Port Sunlight workers in first national Unilever strike
Set in a conservation area with its many Grade II listed buildings, Port Sunlight is the model Victorian village
From 1888 to 1914, it grew to include an art gallery, allotments, a cottage hospital, concert hall, swimming pool and church. And, initially at least, no pub.
It was the grand plan of Lord Leverhulme and was founded on the idea of giving workers at his soap factory a happy life.
But now the present day employees of Lever Brothers, part of Unilever, are taking part in the company's first national strike.
Unions leaders have said Lord Leverhulme would be "spinning in his grave" at what is happening at his company now.
The action is over changes to pensions and a move away from a final salary scheme, which the strikers claim, goes against the values the company was founded on.
'Sound economic investment'
Lever Brothers was the archetypal Victorian paternalistic company.
The workers employed by Lord Leverhulme enjoyed rights and standards of living that were the envy of others.
"He remembered what his background was, an ordinary working class northern lad," local historian Ken Pye said.
"He knew what poverty was and he didn't want his workers to be exploited because he'd grown up with tales of the industrial revolution and he'd seen it at first hand.
"Lord Leverhulme knew he'd get better work from happier staff and that he'd get happier staff if they were secure in a good home and the wages were fair.
"He provided all of this from the profits of the factory.

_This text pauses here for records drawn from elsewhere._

use std::collections::HashSet;
use std::ops::Deref;

use serde::{Deserialize, Serialize};

use crate::block::{Block, RawBlock};
use crate::error::{TypeError, TypeResult};

/// A validated block sequence for one document version.
///
/// Guarantees that every block's `order_index` equals its position and that
/// block ids are unique. Dereferences to `[Block]`.
#[derive(Clone, Debug, Default, PartialEq, Eq, Serialize, Deserialize)]
#[serde(try_from = "Vec<RawBlock>", into = "Vec<Block>")]
pub struct DocumentVersion {
    blocks: Vec<Block>,
}

impl DocumentVersion {
    /// Validate an ordered block list.
    pub fn new(blocks: Vec<Block>) -> TypeResult<Self> {
        let mut seen = HashSet::with_capacity(blocks.len());
        for (position, block) in blocks.iter().enumerate() {
            if block.order_index != position {
                return Err(TypeError::OrderIndexMismatch {
                    id: block.id.to_string(),
                    expected: position,
                    actual: block.order_index,
                });
            }
            if !seen.insert(&block.id) {
                return Err(TypeError::DuplicateBlockId(block.id.to_string()));
            }
        }
        Ok(Self { blocks })
    }

    /// Build a version from extraction output, sorting by `order_index`
    /// first so that producers may emit blocks in any order.
    pub fn from_raw(raw: Vec<RawBlock>) -> TypeResult<Self> {
        let mut blocks = raw
            .into_iter()
            .map(Block::try_from)
            .collect::<TypeResult<Vec<_>>>()?;
        blocks.sort_by_key(|b| b.order_index);
        Self::new(blocks)
    }

    /// Parse a JSON array of raw blocks.
    pub fn from_json(json: &str) -> TypeResult<Self> {
        let raw: Vec<RawBlock> =
            serde_json::from_str(json).map_err(|e| TypeError::Serialization(e.to_string()))?;
        Self::from_raw(raw)
    }

    pub fn blocks(&self) -> &[Block] {
        &self.blocks
    }

    pub fn into_blocks(self) -> Vec<Block> {
        self.blocks
    }
}

impl Deref for DocumentVersion {
    type Target = [Block];

    fn deref(&self) -> &[Block] {
        &self.blocks
    }
}

impl TryFrom<Vec<RawBlock>> for DocumentVersion {
    type Error = TypeError;

    fn try_from(raw: Vec<RawBlock>) -> Result<Self, Self::Error> {
        Self::from_raw(raw)
    }
}

impl From<DocumentVersion> for Vec<Block> {
    fn from(version: DocumentVersion) -> Self {
        version.blocks
    }
}

impl TryFrom<Vec<Block>> for DocumentVersion {
    type Error = TypeError;

    fn try_from(blocks: Vec<Block>) -> Result<Self, Self::Error> {
        Self::new(blocks)
    }
}

#[cfg(test)]
mod tests {
    use super::*;

    #[test]
    fn accepts_contiguous_order() {
        let version = DocumentVersion::new(vec![
            Block::text("a", 0, "first"),
            Block::image("b", 1, Some("img"), None),
        ])
        .unwrap();
        assert_eq!(version.len(), 2);
        assert_eq!(version[1].id.as_str(), "b");
    }

    #[test]
    fn rejects_gap_in_order_index() {
        let err = DocumentVersion::new(vec![Block::text("a", 0, "x"), Block::text("b", 2, "y")])
            .unwrap_err();
        assert_eq!(
            err,
            TypeError::OrderIndexMismatch {
                id: "b".into(),
                expected: 1,
                actual: 2,
            }
        );
    }

    #[test]
    fn rejects_duplicate_ids() {
        let err = DocumentVersion::new(vec![Block::text("a", 0, "x"), Block::text("a", 1, "y")])
            .unwrap_err();
        assert_eq!(err, TypeError::DuplicateBlockId("a".into()));
    }

    #[test]
    fn from_json_sorts_by_order_index() {
        let json = r#"[
            {"id":"second","orderIndex":1,"blockType":"image","meta":{"fileName":"logo.png"}},
            {"id":"first","orderIndex":0,"blockType":"Text","content":"Recitals"}
        ]"#;
        let version = DocumentVersion::from_json(json).unwrap();
        let ids: Vec<_> = version.iter().map(|b| b.id.as_str()).collect();
        assert_eq!(ids, ["first", "second"]);
    }

    #[test]
    fn from_json_surfaces_unknown_block_type() {
        let json = r#"[{"id":"t","orderIndex":0,"blockType":"table"}]"#;
        let err = DocumentVersion::from_json(json).unwrap_err();
        assert_eq!(err, TypeError::UnknownBlockType("table".into()));
    }

    #[test]
    fn from_json_rejects_malformed_json() {
        let err = DocumentVersion::from_json("{not json").unwrap_err();
        assert!(matches!(err, TypeError::Serialization(_)));
    }

    #[test]
    fn deserializes_and_serializes_as_array() {
        let json = r#"[{"id":"a","orderIndex":0,"blockType":"text","content":"x"}]"#;
        let version: DocumentVersion = serde_json::from_str(json).unwrap();
        let back = serde_json::to_value(&version).unwrap();
        assert!(back.is_array());
        assert_eq!(back[0]["id"], "a");
    }

    #[test]
    fn from_raw_reports_unknown_block_type_directly() {
        let raw = vec![RawBlock {
            id: "t".into(),
            order_index: 0,
            block_type: "chart".into(),
            content: None,
            meta: None,
        }];
        let err = DocumentVersion::from_raw(raw).unwrap_err();
        assert_eq!(err, TypeError::UnknownBlockType("chart".into()));
    }
}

"It was certainly a sound economic investment from his point of view. It was a real welfare state in microcosm, and in private hands.
"They were nonetheless Victorian and paternalistic, very patrician. 'Touch your forelock and I will look after you'.
"However the quality of life and the terms and conditions that the workers had was second to none.
"If you had a job at Port Sunlight you did everything to hang on to it."
About 1,600 people are now employed at Port Sunlight across two sites, one with a focus on research, the other on production. The plant produces Dove shampoo, Lynx Deodorant, Persil soap powder and other products.
In many ways the site at Port Sunlight is still a traditional family firm, it is not uncommon for people to have worked there for 40 years.
"When I joined 20 years ago it was like moving from academia into another branch of academia," Bill Hodgson, Unite union representative at the plant, said.
"It had a kind of family atmosphere about it and there was loyalty to the company.
"It was one of the reasons for our success, but that is changing.
He said Lord Leverhulme helped with getting the state pension introduced.
"There's lots of thing in the history that doesn't chime with the company now.
"It has been said a number of times that he'd be spinning in his grave. It's completely different now."
While the buildings at Port Sunlight still stand, the world in which Unilever now operates has changed out of all recognition to that Lord Leverhulme knew.
A spokesman for Unilever said: "We fully understand the strength of feeling prompted by our decision to close our final salary plan.
"Our pensions arrangements in the UK have to reflect today's realities if they are going to be sustainable into the future and this means making tough choices, including an acceptance that final salary pensions are no longer a viable option for the company."
Mr Pye believes the pension dispute is a symptom of the move to a global economy.
He said: "The pressures are different now, in his day, someone like Lever would have had absolute total control.
"He was the monarch of this empire.
"Unilever a multinational conglomerate has to respond to international crises and trends.
"There's a difference between what Lever Brothers is now, part of something huge, and what it was when William Lever started it all off.
"We've lost localism everywhere and we are losing control over our own destinies as a result."